His wait for combat flying would be short. On December 28, 1948, Levett and 101 Squadron commander Syd Cohen took off in two Spitfires, each armed with two 250-pound bombs, to bomb a suspected enemy troop-carrying train heading from Rafah. The bombing raid was unsuccessful, but they did manage to strafe the railway engine and damage it.
Later the same day Levett went up again, this time in the dreaded Avia S-199, alongside fellow 101 Squadron pilot Jack Doyle in a Spitfire. The mission was to escort IAF 35-Squadron Harvard bombers on a raid to Faluja. Before they returned the two fighter pilots, the sun behind them, spotted eight Egyptian fighters about 4,000 feet below. With these crucial advantages Levett and Doyle managed to attack and shoot down two enemy fighter planes. They were officially credited with one Egyptian Macchi MC.205 fighter each, as well as another two enemy planes damaged.
In all Levett flew some twenty combat missions for 101 Squadron before taking command of a transport squadron and training new IAF crews, rising to the equivalent rank of Lieutenant Colonel before retiring from duty. After a return to England, and still without RAF references, his Israeli Air Force experience and senior officer status finally earned him a job as a civilian pilot, ferrying planes around for various aircraft companies.

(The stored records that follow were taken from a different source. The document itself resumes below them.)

//! Shared helper functions for CLI commands
//!
//! Opening the project, restoring the session, resolving record references
//! and the interactive prompts used by several command modules.

use std::io::{self, IsTerminal};

use chrono::{DateTime, NaiveDate, NaiveDateTime, Utc};
use dialoguer::{Confirm, Password};
use miette::{IntoDiagnostic, Result};

use crate::core::directory::Directory;
use crate::core::entity::Entity;
use crate::core::identity::EntityId;
use crate::core::project::Project;
use crate::core::session::{IdentityGate, Session};
use crate::core::shortid::ShortIdIndex;
use crate::core::store::FileStore;
use crate::core::Config;

/// The discovered project with its store and effective configuration
pub struct Workspace {
    pub project: Project,
    pub store: FileStore,
    pub config: Config,
}

impl Workspace {
    pub fn open() -> Result<Self> {
        let project = Project::discover().map_err(|e| miette::miette!("{}", e))?;
        let store = FileStore::open(&project)?;
        Ok(Self {
            project,
            store,
            config: Config::load(),
        })
    }

    /// Restore the signed-in session; fails when nobody is signed in
    pub fn session(&self) -> Result<Session> {
        Ok(IdentityGate::new(&self.project).open(&self.store)?)
    }

    pub fn short_ids(&self) -> ShortIdIndex {
        ShortIdIndex::load(&self.project)
    }

    /// Save the short ID index, warning instead of failing
    pub fn save_short_ids(&self, short_ids: &ShortIdIndex) {
        if let Err(e) = short_ids.save(&self.project) {
            tracing::warn!(error = %e, "failed to save short IDs");
        }
    }
}

/// Resolve a reference to a record in `listing`.
///
/// Accepts a short ID (`BRN@2`), a full ID, or anything `matches` accepts
/// (names, codes, emails).
pub fn resolve_ref<T: Entity>(
    reference: &str,
    listing: &Directory<T>,
    short_ids: &ShortIdIndex,
    kind: &str,
    matches: impl Fn(&T, &str) -> bool,
) -> Result<EntityId> {
    let reference = reference.trim();
    if let Some(id) = short_ids.resolve(reference) {
        if id.prefix() == T::PREFIX && listing.get(&id).is_some() {
            return Ok(id);
        }
    }
    if let Some(item) = listing.iter().find(|item| matches(item, reference)) {
        return Ok(*item.id());
    }
    Err(miette::miette!(
        help = format!("Run 'sawtrack {} list' to see valid references", kind),
        "no {} matches '{}'",
        kind,
        reference
    ))
}

/// Match on the record's title, ignoring case
pub fn title_matches<T: Entity>(item: &T, reference: &str) -> bool {
    item.title().eq_ignore_ascii_case(reference)
}

/// Parse `now`, an RFC 3339 timestamp, `YYYY-MM-DD HH:MM` or `YYYY-MM-DD` (UTC)
pub fn parse_timestamp(s: &str) -> std::result::Result<DateTime<Utc>, String> {
    let s = s.trim();
    if s.eq_ignore_ascii_case("now") {
        return Ok(Utc::now());
    }
    if let Ok(dt) = DateTime::parse_from_rfc3339(s) {
        return Ok(dt.with_timezone(&Utc));
    }
    if let Ok(naive) = NaiveDateTime::parse_from_str(s, "%Y-%m-%d %H:%M") {
        return Ok(naive.and_utc());
    }
    if let Ok(date) = NaiveDate::parse_from_str(s, "%Y-%m-%d") {
        if let Some(naive) = date.and_hms_opt(0, 0, 0) {
            return Ok(naive.and_utc());
        }
    }
    Err(format!(
        "'{}' is not a timestamp (use 'now', YYYY-MM-DD, 'YYYY-MM-DD HH:MM' or RFC 3339)",
        s
    ))
}

/// Format a timestamp for tables and summaries
pub fn format_timestamp(dt: &DateTime<Utc>) -> String {
    dt.format("%Y-%m-%d %H:%M").to_string()
}

/// Truncate a string to max_len characters, adding "..." if truncated
pub fn truncate_str(s: &str, max_len: usize) -> String {
    if s.chars().count() <= max_len {
        s.to_string()
    } else {
        let kept: String = s.chars().take(max_len.saturating_sub(3)).collect();
        format!("{}...", kept)
    }
}

/// Use the given password or prompt for one on a terminal.
///
/// With `confirm`, an interactively entered password is asked twice and the
/// second entry is returned as the confirmation.
pub fn password_or_prompt(
    given: Option<String>,
    prompt: &str,
    confirm: bool,
) -> Result<(String, Option<String>)> {
    if let Some(password) = given {
        return Ok((password, None));
    }
    if !io::stdin().is_terminal() {
        return Err(miette::miette!(
            help = "Pass --password or set SAWTRACK_PASSWORD",
            "a password is required"
        ));
    }
    let password = Password::new().with_prompt(prompt).interact().into_diagnostic()?;
    let confirmation = if confirm {
        Some(
            Password::new()
                .with_prompt("Repeat password")
                .interact()
                .into_diagnostic()?,
        )
    } else {
        None
    };
    Ok((password, confirmation))
}

/// Ask for confirmation unless `assume_yes`; non-terminals never confirm
pub fn confirm(question: &str, assume_yes: bool) -> Result<bool> {
    if assume_yes {
        return Ok(true);
    }
    if !io::stdin().is_terminal() {
        return Ok(false);
    }
    Confirm::new()
        .with_prompt(question)
        .default(false)
        .interact()
        .into_diagnostic()
}

#[cfg(test)]
mod tests {
    use super::*;
    use crate::core::identity::EntityPrefix;
    use crate::entities::Branch;
    use chrono::TimeZone;

    #[test]
    fn test_parse_timestamp_forms() {
        let expected = Utc.with_ymd_and_hms(2026, 3, 1, 14, 30, 0).unwrap();
        assert_eq!(parse_timestamp("2026-03-01 14:30").unwrap(), expected);
        assert_eq!(parse_timestamp("2026-03-01T14:30:00Z").unwrap(), expected);
        assert_eq!(
            parse_timestamp("2026-03-01").unwrap(),
            Utc.with_ymd_and_hms(2026, 3, 1, 0, 0, 0).unwrap()
        );
        assert!(parse_timestamp("now").is_ok());
        assert!(parse_timestamp("yesterday").is_err());
    }

    #[test]
    fn test_truncate_str() {
        assert_eq!(truncate_str("hello", 10), "hello");
        assert_eq!(truncate_str("hello world", 8), "hello...");
    }

    #[test]
    fn test_resolve_ref() {
        let branch = Branch {
            id: EntityId::new(EntityPrefix::Brn),
            name: "Norte".to_string(),
            address: "Calle 1".to_string(),
            phone: "555".to_string(),
            manager: None,
            created: Utc::now(),
        };
        let listing = Directory::from_items(vec![branch.clone()]);
        let mut short_ids = ShortIdIndex::new();
        short_ids.add(&branch.id);

        let by_alias = resolve_ref("BRN@1", &listing, &short_ids, "branch", title_matches);
        assert_eq!(by_alias.unwrap(), branch.id);
        let by_name = resolve_ref("norte", &listing, &short_ids, "branch", title_matches);
        assert_eq!(by_name.unwrap(), branch.id);
        let by_id = resolve_ref(&branch.id.to_string(), &listing, &short_ids, "branch", title_matches);
        assert_eq!(by_id.unwrap(), branch.id);
        assert!(resolve_ref("Sur", &listing, &short_ids, "branch", title_matches).is_err());
    }
}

In 1998, Gordon Levett, now seventy-seven years old, was among a few hundred volunteers invited by Israel to officially celebrate the 50th anniversary of its declaration of independence. The event earned him a write-up in the New York Times in which he shared his views of the country and the contribution he made in his covert mission to bring fighter aircraft to Israel and help establish an air force to defend the Jewish homeland:
“I had fought a moral war and was associated with a great cause. I still feel more at home here walking down Ben-Gurion Street than I do in England walking down Piccadilly. I know why: In a tiny way, I helped build this country.”